5

Let's suppose that I have a dataframe with two columns in pandas which resembles the following one:

    text                                label
0   This restaurant was amazing         Positive
1   The food was served cold            Negative
2   The waiter was a bit rude           Negative
3   I love the view from its balcony    Positive

and then I am using TfidfVectorizer from sklearn on this dataset.

What is the most efficient way to find the top n in terms of TF-IDF score vocabulary per class?

Apparently, my actual dataframe consists of many more rows of data than the 4 above.

The point of my post to find the code which works for any dataframe which resembles the one above; either 4-rows dataframe or 1M-rows dataframe.

I think that my post is related quite a lot to the following posts:

Outcast
  • 4,967
  • 5
  • 44
  • 99
  • Unless you are removing hapaxes explicitly, the unique words in your input documents will have the highest score, by the TFxIDF definition. If you have more than a few dozen words, "top 3" will be meaningless because all the top *n* words will have the same highest score, and often not be particularly good indicators of anything at all. – tripleee Jun 21 '19 at 12:25
  • 1
    @tripleee, thank you for your comment. However, I think/thought that it is more than obvious that the dataframe is only a small-sample-dataframe. My actual dataframe consists of number of data rows at the order of 100k. The point of my post to find the code which works for any dataframe like that; either 4-rows dataframe or 1M-rows dataframe. The same applies on whether it should be top 3 or top 100 or top whatever. Therefore, let's please focus on the matter in question that making remarks which only state the obvious. – Outcast Jun 21 '19 at 14:01
  • But the (indeed, obvious) answer to your question is "anything which occurs in only a single sample". A more useful question would be e.g. "which tokens have a high DF (i.e. a low IDF} in one set but not the other" but you're not asking that, and we can't really guess from your post if that's really what you actually want. – tripleee Jun 21 '19 at 14:48
  • Haha @tripleee my question is not which in general will be the top n (in terms of TF-IDF score) vocabulary per class because the answer is obvious and it is the one you state. My question is what code to use to efficiently find the top n (in terms of TF-IDF) score vocabulary per class in `sklearn` and `TfidfVectorizer`. So I need CODE not obvious text answers. – Outcast Jun 21 '19 at 14:59
  • If I understood what you wanted, I would perhaps post an answer. These are comments to hopefully get you to clarify what you are trying to accomplish. So you are really not looking for the top 3 most polarized terms, for example? – tripleee Jun 21 '19 at 16:15
  • @tripleee you "would **perhaps** post an answer" as you say so I do not really know what is the point of this statement. What I simply want is what the posts which I mention above do but I want it per class. See also the answer of some people below who understood what I was saying without asking a single question. – Outcast Jun 21 '19 at 16:22

3 Answers3

7

The following code will do the work (thanks to Mariia Havrylovych).

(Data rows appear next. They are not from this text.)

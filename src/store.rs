//! # Store
//!
//! A `Store` is one open store file: a page channel, the free-space
//! manager, the OID index and the cursor registry, glued together so index
//! trees can allocate, free and stamp pages without knowing about each
//! other.
//!
//! ## Ownership
//!
//! The store owns what the file header roots: the free-space index and the
//! OID index. Attribute indexes are created through the store but owned by
//! the caller, who is also responsible for persisting their root page and
//! entry count wherever its schema lives; roots move as trees grow, shrink
//! and copy-on-write, so re-read `root_page()` after mutations before
//! persisting.
//!
//! ## Mutation and Borrowing
//!
//! Index mutation needs the channel, the free-space manager and the
//! registry at once. [`StoreIo`] borrows those three fields and implements
//! the tree engine's I/O trait; `Store` hands one out internally for every
//! mutating call. Lookups and cursors need only page reads and take the
//! store by shared reference.
//!
//! ## Durability
//!
//! `flush` settles the free-space manager, rewrites the header on page 0
//! and syncs the channel. Nothing else writes the header, so a crash
//! between flushes loses at most free-space settlement, never index
//! structure already synced.

use eyre::{ensure, Result};
use log::{debug, info};

use crate::fsm::FreeSpaceManager;
use crate::index::cursor::EntryCursor;
use crate::index::entry::{KeyOrder, UniqueByKey};
use crate::index::tree::{PageRead, PagedIndex, TreeIo};
use crate::index::{CursorRegistry, ObjectLocation, OidIndex};
use crate::storage::{
    ChannelStats, PageBuf, PageChannel, PageHeader, PageKinds, PageType, StoreHeader, PAGE_SIZE,
};

/// What a cursor handle does after `close`.
#[derive(Debug, Clone, Copy, Default, PartialEq, Eq)]
pub enum ClosedHandlePolicy {
    /// A closed cursor reports no entries.
    #[default]
    ReturnEmpty,
    /// Accessing a closed cursor is an error.
    Fail,
}

/// Borrow of the store fields a tree mutation needs.
pub(crate) struct StoreIo<'a> {
    channel: &'a mut dyn PageChannel,
    fsm: &'a mut FreeSpaceManager,
    registry: &'a CursorRegistry,
}

impl PageRead for StoreIo<'_> {
    fn read(&self, page_no: u32, buf: &mut PageBuf) -> Result<()> {
        self.channel.read_page(page_no, buf)
    }
}

impl TreeIo for StoreIo<'_> {
    fn write(&mut self, page_no: u32, buf: &PageBuf) -> Result<()> {
        self.channel.write_page(page_no, buf)
    }

    fn allocate(&mut self) -> Result<u32> {
        self.fsm.allocate(&mut *self.channel, self.registry)
    }

    fn free(&mut self, page_no: u32) -> Result<()> {
        self.fsm.free(&mut *self.channel, self.registry, page_no)
    }

    fn registry(&self) -> &CursorRegistry {
        self.registry
    }
}

pub struct Store {
    channel: Box<dyn PageChannel>,
    fsm: FreeSpaceManager,
    registry: CursorRegistry,
    policy: ClosedHandlePolicy,
    oid: OidIndex,
}

impl PageRead for Store {
    fn read(&self, page_no: u32, buf: &mut PageBuf) -> Result<()> {
        self.channel.read_page(page_no, buf)
    }
}

impl Store {
    /// Initializes a store on an empty channel.
    pub fn create(channel: Box<dyn PageChannel>) -> Result<Self> {
        Self::create_with_policy(channel, ClosedHandlePolicy::default())
    }

    pub fn create_with_policy(
        mut channel: Box<dyn PageChannel>,
        policy: ClosedHandlePolicy,
    ) -> Result<Self> {
        ensure!(
            channel.page_count() == 0,
            "cannot create a store over a channel that already has {} pages",
            channel.page_count()
        );

        let header_page = channel.allocate_page()?;
        ensure!(header_page == 0, "header page must be page 0");

        let registry = CursorRegistry::new();
        let mut fsm = FreeSpaceManager::create(channel.as_mut())?;
        let oid = {
            let mut io = StoreIo {
                channel: channel.as_mut(),
                fsm: &mut fsm,
                registry: &registry,
            };
            OidIndex::create_in(&mut io)?
        };

        let mut store = Self {
            channel,
            fsm,
            registry,
            policy,
            oid,
        };
        store.flush()?;
        info!(
            "created store: fsm root {}, oid root {}",
            store.fsm.root_page(),
            store.oid.root_page()
        );
        Ok(store)
    }

    /// Opens a store from an existing channel, validating the header.
    pub fn open(channel: Box<dyn PageChannel>) -> Result<Self> {
        ensure!(channel.page_count() > 0, "store has no header page");

        let mut page = [0u8; PAGE_SIZE];
        channel.read_page(0, &mut page)?;
        let header = StoreHeader::from_bytes(&page)?;
        header.validate()?;

        let fsm =
            FreeSpaceManager::open(channel.as_ref(), header.fsm_root(), header.fsm_entry_count())?;
        let oid = OidIndex::open(header.oid_root(), header.oid_entry_count(), header.max_oid());
        let policy = if header.fail_on_closed() {
            ClosedHandlePolicy::Fail
        } else {
            ClosedHandlePolicy::ReturnEmpty
        };

        info!(
            "opened store: {} pages, {} objects, max oid {}",
            channel.page_count(),
            oid.entry_count(),
            oid.max_oid()
        );

        Ok(Self {
            channel,
            fsm,
            registry: CursorRegistry::new(),
            policy,
            oid,
        })
    }

    /// Settles free space, rewrites the header and syncs the channel.
    pub fn flush(&mut self) -> Result<()> {
        let Self {
            channel,
            fsm,
            registry,
            policy,
            oid,
        } = self;
        fsm.settle(channel.as_mut(), registry)?;

        let mut page = [0u8; PAGE_SIZE];
        let mut header = StoreHeader::new();
        header.set_fsm_root(fsm.root_page());
        header.set_fsm_entry_count(fsm.entry_count());
        header.set_oid_root(oid.root_page());
        header.set_oid_entry_count(oid.entry_count());
        header.set_max_oid(oid.max_oid());
        header.set_fail_on_closed(*policy == ClosedHandlePolicy::Fail);
        header.write_to(&mut page)?;

        channel.write_page(0, &page)?;
        channel.flush()?;
        debug!("flushed store header");
        Ok(())
    }

    /// Flushes and hands the channel back, closing the store.
    pub fn close(mut self) -> Result<Box<dyn PageChannel>> {
        self.flush()?;
        Ok(self.channel)
    }

    pub(crate) fn tree_io(&mut self) -> StoreIo<'_> {
        StoreIo {
            channel: self.channel.as_mut(),
            fsm: &mut self.fsm,
            registry: &self.registry,
        }
    }

    pub(crate) fn registry(&self) -> &CursorRegistry {
        &self.registry
    }

    pub fn closed_handle_policy(&self) -> ClosedHandlePolicy {
        self.policy
    }

    /// Applies to cursors opened from now on; persisted at the next flush.
    pub fn set_closed_handle_policy(&mut self, policy: ClosedHandlePolicy) {
        self.policy = policy;
    }

    pub fn open_cursors(&self) -> usize {
        self.registry.open_cursors()
    }

    pub fn page_count(&self) -> u32 {
        self.channel.page_count()
    }

    pub fn channel_stats(&self) -> ChannelStats {
        self.channel.stats()
    }

    /// Pages the free-space manager could hand out right now.
    pub fn reusable_pages(&self) -> usize {
        self.fsm.reusable_count()
    }

    // ---- attribute indexes ----

    /// Creates an empty index. The caller owns it and must persist its
    /// root page and entry count itself.
    pub fn create_index<O: KeyOrder>(&mut self) -> Result<PagedIndex<O>> {
        let mut io = self.tree_io();
        PagedIndex::create_in(&mut io, PageKinds::index())
    }

    /// Reattaches an index from a persisted root and entry count.
    pub fn open_index<O: KeyOrder>(&self, root_page: u32, entry_count: u64) -> Result<PagedIndex<O>> {
        let mut buf = [0u8; PAGE_SIZE];
        self.read(root_page, &mut buf)?;
        let kind = PageHeader::from_bytes(&buf)?.page_type();
        ensure!(
            kind == PageType::IndexLeaf || kind == PageType::IndexInner,
            "page {} has kind {:?}, not an index root",
            root_page,
            kind
        );
        Ok(PagedIndex::open(root_page, entry_count, PageKinds::index()))
    }

    /// Frees every page of an index, consuming it.
    pub fn drop_index<O: KeyOrder>(&mut self, index: PagedIndex<O>) -> Result<()> {
        let pages = index.collect_pages_in(&*self)?;
        let mut io = self.tree_io();
        for page_no in pages {
            io.free(page_no)?;
        }
        debug!("dropped index rooted at {}", index.root_page());
        Ok(())
    }

    // ---- OID index ----

    /// Records where an object lives. Returns the previous location when
    /// the OID was already mapped.
    pub fn add_oid(&mut self, oid: i64, location: ObjectLocation) -> Result<Option<ObjectLocation>> {
        let Self {
            channel,
            fsm,
            registry,
            oid: oid_index,
            ..
        } = self;
        let mut io = StoreIo {
            channel: channel.as_mut(),
            fsm,
            registry,
        };
        oid_index.add_in(&mut io, oid, location)
    }

    pub fn find_oid(&self, oid: i64) -> Result<Option<ObjectLocation>> {
        self.oid.find_in(self, oid)
    }

    pub fn remove_oid(&mut self, oid: i64) -> Result<Option<ObjectLocation>> {
        let Self {
            channel,
            fsm,
            registry,
            oid: oid_index,
            ..
        } = self;
        let mut io = StoreIo {
            channel: channel.as_mut(),
            fsm,
            registry,
        };
        oid_index.remove_in(&mut io, oid)
    }

    /// Highest OID ever stored; never reissued.
    pub fn max_oid(&self) -> i64 {
        self.oid.max_oid()
    }

    pub fn oid_count(&self) -> u64 {
        self.oid.entry_count()
    }

    /// Ascending cursor over all (oid, packed location) entries.
    pub fn oid_cursor(&self) -> Result<EntryCursor<UniqueByKey>> {
        self.oid.tree().cursor(self)
    }

    // ---- data pages ----

    /// Allocates a page for object data and stamps its header.
    pub fn allocate_data_page(&mut self) -> Result<u32> {
        let Self {
            channel,
            fsm,
            registry,
            ..
        } = self;
        let page_no = fsm.allocate(channel.as_mut(), registry)?;

        let mut buf = [0u8; PAGE_SIZE];
        PageHeader::new(PageType::Data).write_to(&mut buf)?;
        channel.write_page(page_no, &buf)?;
        Ok(page_no)
    }

    /// Returns a page to the free list.
    pub fn free_page(&mut self, page_no: u32) -> Result<()> {
        let Self {
            channel,
            fsm,
            registry,
            ..
        } = self;
        fsm.free(channel.as_mut(), registry, page_no)
    }

    pub fn read_page(&self, page_no: u32, buf: &mut PageBuf) -> Result<()> {
        self.channel.read_page(page_no, buf)
    }

    pub fn write_page(&mut self, page_no: u32, buf: &PageBuf) -> Result<()> {
        ensure!(page_no != 0, "page 0 belongs to the store header");
        self.channel.write_page(page_no, buf)
    }
}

Assume we have an input dataframe, df, aligned with your structure.

from sklearn.feature_extraction.text import TfidfVectorizer
import pandas as pd

# override scikit's tfidf-vectorizer in order to return dataframe with feature names as columns
class DenseTfIdf(TfidfVectorizer):

    def __init__(self, **kwargs):
        super().__init__(**kwargs)
        for k, v in kwargs.items():
            setattr(self, k, v)

    def transform(self, x, y=None) -> pd.DataFrame:
        res = super().transform(x)
        df = pd.DataFrame(res.toarray(), columns=self.get_feature_names())
        return df

    def fit_transform(self, x, y=None) -> pd.DataFrame:
        # run sklearn's fit_transform
        res = super().fit_transform(x, y=y)
        # convert the returned sparse documents-terms matrix into a dataframe to further manipulations
        df = pd.DataFrame(res.toarray(), columns=self.get_feature_names(), index=x.index)
        return df

Usage:

# assume texts are stored in column 'text' within a dataframe
texts = df['text']
df_docs_terms_corpus = DenseTfIdf(sublinear_tf=True,
                 max_df=0.5,
                 min_df=2,
                 encoding='ascii',
                 ngram_range=(1, 2),
                 lowercase=True,
                 max_features=1000,
                 stop_words='english'
                ).fit_transform(texts)


# Need to keep alignment of indexes between the original dataframe and the resulted documents-terms dataframe
df_class = df[df["label"] == "Class XX"]
df_docs_terms_class = df_docs_terms_corpus.iloc[df_class.index]
# sum by columns and get the top n keywords
df_docs_terms_class.sum(axis=0).nlargest(n=50)
Gilad Barkan
  • 71
  • 1
  • 3
2

In the following, you can find a piece of code I wrote more than three years ago for a similar purpose. I'm not sure if this is the most efficient way of doing what you're going to do, but as far as I remember, it worked for me.

# X: data points
# y: targets (data points` label)
# vectorizer: TFIDF vectorizer created by sklearn
# n: number of features that we want to list for each class
# target_list: the list of all unique labels (for example, in my case I have two labels: 1 and -1 and target_list = [1, -1])
# --------------------------------------------
# splitting X vectors based on target classes
for label in target_list:
    # listing the most important words in each class
    indices = []
    current_dict = {}

    # finding indices the of rows (data points) for the current class
    for i in range(0, len(X.toarray())):
        if y[i] == label:
            indices.append(i)

    # get rows of the current class from tf-idf vectors matrix and calculating the mean of features values
    vectors = np.mean(X[indices, :], axis=0)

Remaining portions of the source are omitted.